Key Laboratory of Carcinogenesis and Translational Research (Ministry of Education), Department of Thoracic Surgery II, Peking University Cancer Hospital & Institute, Beijing, China.
Center for Data Science, Peking University, Beijing, China.
Eur J Radiol. 2020 Aug;129:109150. doi: 10.1016/j.ejrad.2020.109150. Epub 2020 Jun 25.
Adenocarcinoma (ADC) is the most common histological subtype of lung cancers in non-small cell lung cancer (NSCLC) in which ground glass opacifications (GGOs) found on computed tomography (CT) scans are the most common lesions. However, the presence of a micropapillary or a solid component is identified as an independent predictor of prognosis, suggesting a more extensive resection. The purpose of our study is to explore imaging phenotyping using a method combining radiomics with deep learning (RDL) to predict high-grade patterns within lung ADC.
Included in this study were 111 patients differentiated as having GGOs and pathologically confirmed ADC. Four different groups of methods were compared to classify the GGOs for the prediction of the pathological subtypes of high-grade lung ADCs in definitive hematoxylin and eosin stain, including radiomics with gray-level features, radiomics with textural features, deep learning method, and the RDL.

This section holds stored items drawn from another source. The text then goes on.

//! Animation Modes
//!
//! Named ranges over a model's frame indices with playback speed and loop
//! flag. Mode 0 is mandatory and acts as the universal fallback: requests
//! for an absent mode resolve to it, and invalid modes are rejected at
//! insertion time so they can never corrupt the fallback.

use ahash::AHashMap;

/// The fallback animation mode, always present
pub const DEFAULT_MODE: i32 = 0;

/// A playable range of frame indices
#[derive(Debug, Clone, Copy, PartialEq)]
pub struct AnimationMode {
    /// First frame of the range
    pub start: usize,
    /// Last frame of the range (inclusive)
    pub end: usize,
    /// Playback speed in frames per second
    pub speed: f32,
    /// Whether playback wraps around
    pub looping: bool,
}

impl AnimationMode {
    /// Create a mode over an inclusive frame range
    pub fn new(start: usize, end: usize, speed: f32, looping: bool) -> Self {
        Self {
            start,
            end,
            speed,
            looping,
        }
    }

    /// Whether the bounds and speed are usable
    pub fn is_valid(&self) -> bool {
        self.end >= self.start && self.speed >= 0.0
    }
}

/// Mode table with a guaranteed fallback at [`DEFAULT_MODE`]
#[derive(Debug, Clone)]
pub struct AnimationTable {
    modes: AHashMap<i32, AnimationMode>,
    /// Whether a loader explicitly provided the fallback mode
    explicit_default: bool,
}

impl AnimationTable {
    /// Create a table whose fallback mode spans `frame_count` frames
    pub fn new(frame_count: usize) -> Self {
        let mut modes = AHashMap::new();
        let end = frame_count.saturating_sub(1);
        modes.insert(DEFAULT_MODE, AnimationMode::new(0, end, 1.0, true));
        Self {
            modes,
            explicit_default: false,
        }
    }

    /// Re-span the implicit fallback mode over the final frame count.
    ///
    /// Called when a model finishes loading; a fallback the loader provided
    /// explicitly is left alone.
    pub(crate) fn reset_fallback_span(&mut self, frame_count: usize) {
        if !self.explicit_default {
            let end = frame_count.saturating_sub(1);
            self.modes
                .insert(DEFAULT_MODE, AnimationMode::new(0, end, 1.0, true));
        }
    }

    /// Insert or replace a mode.
    ///
    /// Invalid bounds (end before start, negative speed) are rejected with
    /// an error log and leave the table untouched.
    pub fn insert(&mut self, mode: i32, range: AnimationMode) -> bool {
        if !range.is_valid() {
            log::error!(
                "rejecting animation mode {mode}: frames {}..={} speed {}",
                range.start,
                range.end,
                range.speed
            );
            return false;
        }
        if mode == DEFAULT_MODE {
            self.explicit_default = true;
        }
        self.modes.insert(mode, range);
        true
    }

    /// Look up a mode, falling back to [`DEFAULT_MODE`] when absent
    pub fn get(&self, mode: i32) -> AnimationMode {
        self.modes
            .get(&mode)
            .or_else(|| self.modes.get(&DEFAULT_MODE))
            .copied()
            .unwrap_or(AnimationMode::new(0, 0, 1.0, true))
    }

    /// Whether a mode is explicitly present (no fallback)
    pub fn contains(&self, mode: i32) -> bool {
        self.modes.contains_key(&mode)
    }

    /// Number of registered modes, including the fallback
    pub fn len(&self) -> usize {
        self.modes.len()
    }

    /// Always false: the fallback mode is ever-present
    pub fn is_empty(&self) -> bool {
        self.modes.is_empty()
    }
}

impl Default for AnimationTable {
    fn default() -> Self {
        Self::new(0)
    }
}

#[cfg(test)]
mod tests {
    use super::*;

    #[test]
    fn test_fallback_mode_always_present() {
        let table = AnimationTable::new(10);
        assert!(table.contains(DEFAULT_MODE));
        let mode = table.get(DEFAULT_MODE);
        assert_eq!((mode.start, mode.end), (0, 9));
        assert!(mode.looping);
    }

    #[test]
    fn test_absent_mode_falls_back() {
        let mut table = AnimationTable::new(4);
        table.insert(2, AnimationMode::new(1, 3, 2.0, false));
        assert_eq!(table.get(7), table.get(DEFAULT_MODE));
        assert_ne!(table.get(2), table.get(DEFAULT_MODE));
    }

    #[test]
    fn test_invalid_bounds_rejected() {
        let mut table = AnimationTable::new(4);
        assert!(!table.insert(1, AnimationMode::new(3, 1, 1.0, true)));
        assert!(!table.insert(1, AnimationMode::new(0, 2, -1.0, true)));
        assert!(!table.contains(1));
        // The fallback is untouched even when mode 0 itself is given
        // invalid bounds.
        assert!(!table.insert(DEFAULT_MODE, AnimationMode::new(5, 2, 1.0, true)));
        assert_eq!(table.get(DEFAULT_MODE).start, 0);
    }

    #[test]
    fn test_reset_fallback_span() {
        let mut table = AnimationTable::new(0);
        table.reset_fallback_span(12);
        assert_eq!(table.get(DEFAULT_MODE).end, 11);

        // An explicit fallback survives the re-span.
        table.insert(DEFAULT_MODE, AnimationMode::new(2, 6, 1.0, false));
        table.reset_fallback_span(30);
        assert_eq!(table.get(DEFAULT_MODE).end, 6);
    }

    #[test]
    fn test_valid_override_of_default() {
        let mut table = AnimationTable::new(10);
        assert!(table.insert(DEFAULT_MODE, AnimationMode::new(0, 4, 0.5, true)));
        assert_eq!(table.get(DEFAULT_MODE).end, 4);
    }
}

We evaluated the performance of different models on 111 NSCLC patients using 4-fold cross-validation. The proposed RDL has achieved an overall accuracy of 0.913, which significantly outperforms the other methods (p < 0.01, analysis of variation, ANOVA). In addition, we also verified the generality and practical effectiveness of these models on an independent validation dataset of 28 patients. The results showed that our RDL framework with an accuracy of 0.966 significantly surpassed other methods.
High-grade lung ADC based on histologic pattern spectrum in GGO lesions might be predicted by the framework combining radiomics with deep learning, which reveals advantage over radiomics alone.
腺癌(ADC)是非小细胞肺癌(NSCLC)中最常见的组织学亚型,在 CT 扫描上发现的磨玻璃混浊(GGO)是最常见的病变。然而,微乳头或实体成分的存在被认为是预后的独立预测因素,提示需要更广泛的切除。本研究旨在探索使用结合放射组学和深度学习(RDL)的方法进行成像表型分析,以预测肺 ADC 中的高级别模式。
本研究纳入了 111 例经病理证实为 GGO 的 ADC 患者。为了预测高级别肺 ADC 的病理亚型,我们比较了 4 组不同的方法对 GGO 进行分类,包括基于灰度特征的放射组学、基于纹理特征的放射组学、深度学习方法和 RDL。
我们在 111 例 NSCLC 患者中使用 4 折交叉验证评估了不同模型的性能。所提出的 RDL 达到了 0.913 的总体准确率,明显优于其他方法(p<0.01,方差分析)。此外,我们还在 28 例独立验证数据集中验证了这些模型的通用性和实际效果。结果表明,我们的 RDL 框架以 0.966 的准确率明显优于其他方法。
基于 GGO 病变中组织学模式谱的高级别肺 ADC 可能可以通过结合放射组学和深度学习的框架来预测,这比单独使用放射组学更有优势。